If a line contains "let header = *rfs.header();", it is the last one to write out; begin with the first line of the records and copy each exactly.

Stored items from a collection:
# # # #

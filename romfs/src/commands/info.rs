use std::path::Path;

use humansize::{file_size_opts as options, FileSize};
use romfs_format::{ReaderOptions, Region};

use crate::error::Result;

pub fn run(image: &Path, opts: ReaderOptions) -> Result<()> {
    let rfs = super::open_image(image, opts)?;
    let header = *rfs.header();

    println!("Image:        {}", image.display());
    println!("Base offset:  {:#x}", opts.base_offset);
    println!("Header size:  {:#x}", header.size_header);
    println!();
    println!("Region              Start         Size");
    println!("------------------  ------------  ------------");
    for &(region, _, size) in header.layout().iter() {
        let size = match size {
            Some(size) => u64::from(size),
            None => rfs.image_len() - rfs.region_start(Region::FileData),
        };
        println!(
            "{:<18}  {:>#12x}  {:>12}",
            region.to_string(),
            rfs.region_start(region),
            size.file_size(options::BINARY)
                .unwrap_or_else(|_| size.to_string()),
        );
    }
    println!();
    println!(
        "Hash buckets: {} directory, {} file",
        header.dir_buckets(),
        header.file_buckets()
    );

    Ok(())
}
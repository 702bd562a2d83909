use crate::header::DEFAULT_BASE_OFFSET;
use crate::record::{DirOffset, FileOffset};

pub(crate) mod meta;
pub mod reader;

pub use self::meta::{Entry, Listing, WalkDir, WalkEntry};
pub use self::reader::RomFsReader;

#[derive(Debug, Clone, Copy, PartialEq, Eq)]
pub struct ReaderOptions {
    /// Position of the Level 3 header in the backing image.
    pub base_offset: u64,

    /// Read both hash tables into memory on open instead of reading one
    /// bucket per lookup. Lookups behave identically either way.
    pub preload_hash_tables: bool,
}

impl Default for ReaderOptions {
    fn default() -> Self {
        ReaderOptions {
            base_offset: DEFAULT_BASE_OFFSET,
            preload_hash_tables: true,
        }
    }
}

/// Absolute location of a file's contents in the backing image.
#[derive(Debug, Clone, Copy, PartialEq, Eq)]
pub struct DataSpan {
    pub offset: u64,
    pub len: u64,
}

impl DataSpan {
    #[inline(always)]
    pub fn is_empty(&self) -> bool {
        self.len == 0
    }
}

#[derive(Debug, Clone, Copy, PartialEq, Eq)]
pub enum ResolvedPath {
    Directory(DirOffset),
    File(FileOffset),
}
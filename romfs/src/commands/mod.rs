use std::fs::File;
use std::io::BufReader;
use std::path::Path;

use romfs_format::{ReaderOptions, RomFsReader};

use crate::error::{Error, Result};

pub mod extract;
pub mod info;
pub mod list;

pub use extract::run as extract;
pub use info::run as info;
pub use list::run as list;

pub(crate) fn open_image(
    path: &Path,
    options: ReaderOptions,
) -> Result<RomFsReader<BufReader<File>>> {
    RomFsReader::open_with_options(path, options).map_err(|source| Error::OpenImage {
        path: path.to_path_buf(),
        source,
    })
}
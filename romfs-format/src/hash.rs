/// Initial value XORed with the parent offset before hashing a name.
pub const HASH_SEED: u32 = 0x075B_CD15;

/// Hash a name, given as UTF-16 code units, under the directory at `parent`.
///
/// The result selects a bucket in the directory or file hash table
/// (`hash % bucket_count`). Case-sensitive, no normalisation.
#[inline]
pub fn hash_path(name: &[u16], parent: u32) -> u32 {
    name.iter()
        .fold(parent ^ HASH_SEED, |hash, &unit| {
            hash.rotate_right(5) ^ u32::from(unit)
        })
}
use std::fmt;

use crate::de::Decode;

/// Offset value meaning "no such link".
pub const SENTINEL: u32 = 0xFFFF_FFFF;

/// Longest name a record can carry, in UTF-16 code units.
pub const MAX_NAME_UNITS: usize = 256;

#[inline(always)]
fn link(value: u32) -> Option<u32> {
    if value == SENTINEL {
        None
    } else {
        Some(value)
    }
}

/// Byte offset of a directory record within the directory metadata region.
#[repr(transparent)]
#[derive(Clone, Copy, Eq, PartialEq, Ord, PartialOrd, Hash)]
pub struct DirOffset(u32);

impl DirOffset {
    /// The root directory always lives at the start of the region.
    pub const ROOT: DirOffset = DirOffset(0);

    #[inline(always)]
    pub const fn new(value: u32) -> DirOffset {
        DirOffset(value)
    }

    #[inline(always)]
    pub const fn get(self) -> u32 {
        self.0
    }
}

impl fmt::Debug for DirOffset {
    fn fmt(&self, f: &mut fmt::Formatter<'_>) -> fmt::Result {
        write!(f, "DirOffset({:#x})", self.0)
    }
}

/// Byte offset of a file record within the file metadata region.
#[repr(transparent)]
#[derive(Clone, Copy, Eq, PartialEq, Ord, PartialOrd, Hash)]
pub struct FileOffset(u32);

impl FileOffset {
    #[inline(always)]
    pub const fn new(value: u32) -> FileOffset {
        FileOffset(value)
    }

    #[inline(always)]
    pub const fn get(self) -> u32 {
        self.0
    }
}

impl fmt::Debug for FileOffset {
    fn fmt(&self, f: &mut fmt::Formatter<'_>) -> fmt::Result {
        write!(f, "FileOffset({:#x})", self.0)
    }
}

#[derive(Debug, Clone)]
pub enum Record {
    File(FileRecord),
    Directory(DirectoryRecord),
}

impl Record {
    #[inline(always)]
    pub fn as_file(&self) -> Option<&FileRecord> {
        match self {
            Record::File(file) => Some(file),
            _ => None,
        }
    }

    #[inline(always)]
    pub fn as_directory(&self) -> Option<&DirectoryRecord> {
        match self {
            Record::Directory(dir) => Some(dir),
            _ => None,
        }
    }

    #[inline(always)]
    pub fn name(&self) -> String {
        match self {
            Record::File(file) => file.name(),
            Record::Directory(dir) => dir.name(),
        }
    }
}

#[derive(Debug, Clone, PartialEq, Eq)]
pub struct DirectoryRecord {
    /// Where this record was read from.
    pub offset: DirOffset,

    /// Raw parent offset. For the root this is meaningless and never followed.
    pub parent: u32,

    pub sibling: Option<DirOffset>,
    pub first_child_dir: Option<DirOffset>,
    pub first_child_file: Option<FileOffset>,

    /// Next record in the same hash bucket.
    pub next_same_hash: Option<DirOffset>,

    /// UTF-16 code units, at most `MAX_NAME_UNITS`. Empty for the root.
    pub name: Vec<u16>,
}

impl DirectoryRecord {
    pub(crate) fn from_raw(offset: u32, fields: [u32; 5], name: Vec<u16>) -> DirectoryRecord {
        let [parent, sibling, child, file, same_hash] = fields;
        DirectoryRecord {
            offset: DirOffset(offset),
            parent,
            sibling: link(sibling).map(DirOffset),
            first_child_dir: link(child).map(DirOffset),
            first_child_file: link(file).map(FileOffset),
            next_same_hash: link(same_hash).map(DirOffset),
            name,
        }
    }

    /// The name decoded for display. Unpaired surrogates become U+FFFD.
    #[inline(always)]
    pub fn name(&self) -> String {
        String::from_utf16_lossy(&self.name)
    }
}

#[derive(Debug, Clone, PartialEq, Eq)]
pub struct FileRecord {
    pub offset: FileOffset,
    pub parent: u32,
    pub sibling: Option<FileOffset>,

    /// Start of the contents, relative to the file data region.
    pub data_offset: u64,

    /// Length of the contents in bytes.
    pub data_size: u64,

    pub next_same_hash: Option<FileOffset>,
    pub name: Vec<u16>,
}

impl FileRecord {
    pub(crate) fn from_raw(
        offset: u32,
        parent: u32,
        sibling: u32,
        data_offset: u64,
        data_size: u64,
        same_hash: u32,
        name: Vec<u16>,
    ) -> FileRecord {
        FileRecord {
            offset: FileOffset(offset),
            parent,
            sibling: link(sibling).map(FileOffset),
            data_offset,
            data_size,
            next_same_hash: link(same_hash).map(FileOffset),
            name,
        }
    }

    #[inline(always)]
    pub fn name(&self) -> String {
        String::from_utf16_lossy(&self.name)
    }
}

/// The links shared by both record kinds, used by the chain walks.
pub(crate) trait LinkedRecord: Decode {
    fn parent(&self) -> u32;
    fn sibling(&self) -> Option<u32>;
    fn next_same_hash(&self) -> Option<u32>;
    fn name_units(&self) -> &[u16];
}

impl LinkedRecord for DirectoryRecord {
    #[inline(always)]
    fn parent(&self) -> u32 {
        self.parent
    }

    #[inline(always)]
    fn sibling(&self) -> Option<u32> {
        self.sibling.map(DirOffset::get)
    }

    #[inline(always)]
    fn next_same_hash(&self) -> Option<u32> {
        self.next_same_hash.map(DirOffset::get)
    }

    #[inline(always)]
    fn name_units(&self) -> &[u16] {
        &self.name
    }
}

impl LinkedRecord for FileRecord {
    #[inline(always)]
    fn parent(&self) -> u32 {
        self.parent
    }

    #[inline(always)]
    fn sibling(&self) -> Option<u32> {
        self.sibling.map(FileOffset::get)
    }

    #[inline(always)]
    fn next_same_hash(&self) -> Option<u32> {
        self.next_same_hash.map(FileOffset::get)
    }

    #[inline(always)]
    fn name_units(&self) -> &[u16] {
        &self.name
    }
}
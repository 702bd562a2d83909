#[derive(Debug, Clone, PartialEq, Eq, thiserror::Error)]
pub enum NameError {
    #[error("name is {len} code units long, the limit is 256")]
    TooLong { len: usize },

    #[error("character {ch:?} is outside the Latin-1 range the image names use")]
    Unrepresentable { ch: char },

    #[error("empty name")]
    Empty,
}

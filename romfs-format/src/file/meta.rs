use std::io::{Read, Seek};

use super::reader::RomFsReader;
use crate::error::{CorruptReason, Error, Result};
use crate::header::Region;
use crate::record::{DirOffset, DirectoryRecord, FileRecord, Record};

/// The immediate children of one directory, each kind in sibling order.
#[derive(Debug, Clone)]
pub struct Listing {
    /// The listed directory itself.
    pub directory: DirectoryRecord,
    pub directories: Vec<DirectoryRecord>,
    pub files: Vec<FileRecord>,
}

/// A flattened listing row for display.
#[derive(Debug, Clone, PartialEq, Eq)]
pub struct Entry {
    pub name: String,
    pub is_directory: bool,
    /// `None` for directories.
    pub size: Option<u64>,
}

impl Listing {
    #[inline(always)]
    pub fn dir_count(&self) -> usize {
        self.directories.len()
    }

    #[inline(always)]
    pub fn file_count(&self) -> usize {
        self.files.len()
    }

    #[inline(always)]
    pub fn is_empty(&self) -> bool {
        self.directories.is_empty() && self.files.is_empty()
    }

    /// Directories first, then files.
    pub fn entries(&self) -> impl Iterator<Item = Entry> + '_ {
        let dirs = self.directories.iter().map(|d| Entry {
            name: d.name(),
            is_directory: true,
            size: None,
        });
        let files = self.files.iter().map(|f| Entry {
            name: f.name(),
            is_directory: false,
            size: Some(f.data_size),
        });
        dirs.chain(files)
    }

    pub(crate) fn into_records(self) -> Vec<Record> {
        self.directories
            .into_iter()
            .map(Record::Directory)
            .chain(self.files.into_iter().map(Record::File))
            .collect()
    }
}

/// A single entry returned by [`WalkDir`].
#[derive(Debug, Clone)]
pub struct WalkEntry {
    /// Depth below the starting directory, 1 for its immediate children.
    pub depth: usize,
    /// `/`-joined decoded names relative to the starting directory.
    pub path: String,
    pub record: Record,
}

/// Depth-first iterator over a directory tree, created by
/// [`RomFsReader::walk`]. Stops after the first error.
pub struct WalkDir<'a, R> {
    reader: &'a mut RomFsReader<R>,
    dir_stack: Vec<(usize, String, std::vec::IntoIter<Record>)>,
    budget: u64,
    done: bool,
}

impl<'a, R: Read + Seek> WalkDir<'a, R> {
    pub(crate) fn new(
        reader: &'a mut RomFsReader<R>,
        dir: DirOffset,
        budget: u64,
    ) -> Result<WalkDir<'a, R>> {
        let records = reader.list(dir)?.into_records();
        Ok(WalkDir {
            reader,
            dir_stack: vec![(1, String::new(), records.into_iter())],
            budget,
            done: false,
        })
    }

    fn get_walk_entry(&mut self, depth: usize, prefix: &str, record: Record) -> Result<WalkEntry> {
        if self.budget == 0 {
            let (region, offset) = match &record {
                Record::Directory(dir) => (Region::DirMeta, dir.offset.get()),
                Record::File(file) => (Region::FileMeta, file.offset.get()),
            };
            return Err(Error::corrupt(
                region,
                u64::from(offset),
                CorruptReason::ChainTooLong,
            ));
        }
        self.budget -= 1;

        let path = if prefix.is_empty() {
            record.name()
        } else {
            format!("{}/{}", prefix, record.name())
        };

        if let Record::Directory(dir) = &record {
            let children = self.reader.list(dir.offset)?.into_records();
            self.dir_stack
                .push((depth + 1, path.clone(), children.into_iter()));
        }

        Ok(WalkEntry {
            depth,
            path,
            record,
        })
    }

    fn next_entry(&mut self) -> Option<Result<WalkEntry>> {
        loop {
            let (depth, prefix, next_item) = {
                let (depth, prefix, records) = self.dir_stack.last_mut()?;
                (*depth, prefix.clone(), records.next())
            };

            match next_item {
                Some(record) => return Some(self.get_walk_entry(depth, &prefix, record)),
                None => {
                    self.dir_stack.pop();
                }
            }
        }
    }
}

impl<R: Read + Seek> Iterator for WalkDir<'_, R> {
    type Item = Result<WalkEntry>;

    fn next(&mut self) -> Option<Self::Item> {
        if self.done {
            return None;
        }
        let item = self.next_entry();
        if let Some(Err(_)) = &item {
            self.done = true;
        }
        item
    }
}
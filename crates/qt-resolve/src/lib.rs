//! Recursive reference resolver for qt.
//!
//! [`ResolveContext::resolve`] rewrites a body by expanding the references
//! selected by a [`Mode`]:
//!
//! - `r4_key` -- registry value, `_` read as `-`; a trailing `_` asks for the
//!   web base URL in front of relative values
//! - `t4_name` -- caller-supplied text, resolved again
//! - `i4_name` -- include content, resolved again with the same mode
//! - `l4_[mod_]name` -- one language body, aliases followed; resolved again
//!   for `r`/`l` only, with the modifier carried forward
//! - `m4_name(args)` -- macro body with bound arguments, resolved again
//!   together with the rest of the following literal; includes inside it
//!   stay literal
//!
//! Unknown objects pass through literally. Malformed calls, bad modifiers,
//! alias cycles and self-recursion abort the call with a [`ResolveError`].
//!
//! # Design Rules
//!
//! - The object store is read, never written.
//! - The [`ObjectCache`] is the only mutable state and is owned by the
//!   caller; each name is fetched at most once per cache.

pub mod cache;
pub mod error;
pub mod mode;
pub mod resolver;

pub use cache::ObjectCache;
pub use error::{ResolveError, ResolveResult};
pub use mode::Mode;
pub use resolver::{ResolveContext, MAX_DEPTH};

# # # #

### Exercise response
filename romfs/src/commands/info.rs
use std::path::Path;

use humansize::{file_size_opts as options, FileSize};
use romfs_format::{ReaderOptions, Region};

use crate::error::Result;

pub fn run(image: &Path, opts: ReaderOptions) -> Result<()> {
    let rfs = super::open_image(image, opts)?;
    let header = *rfs.header();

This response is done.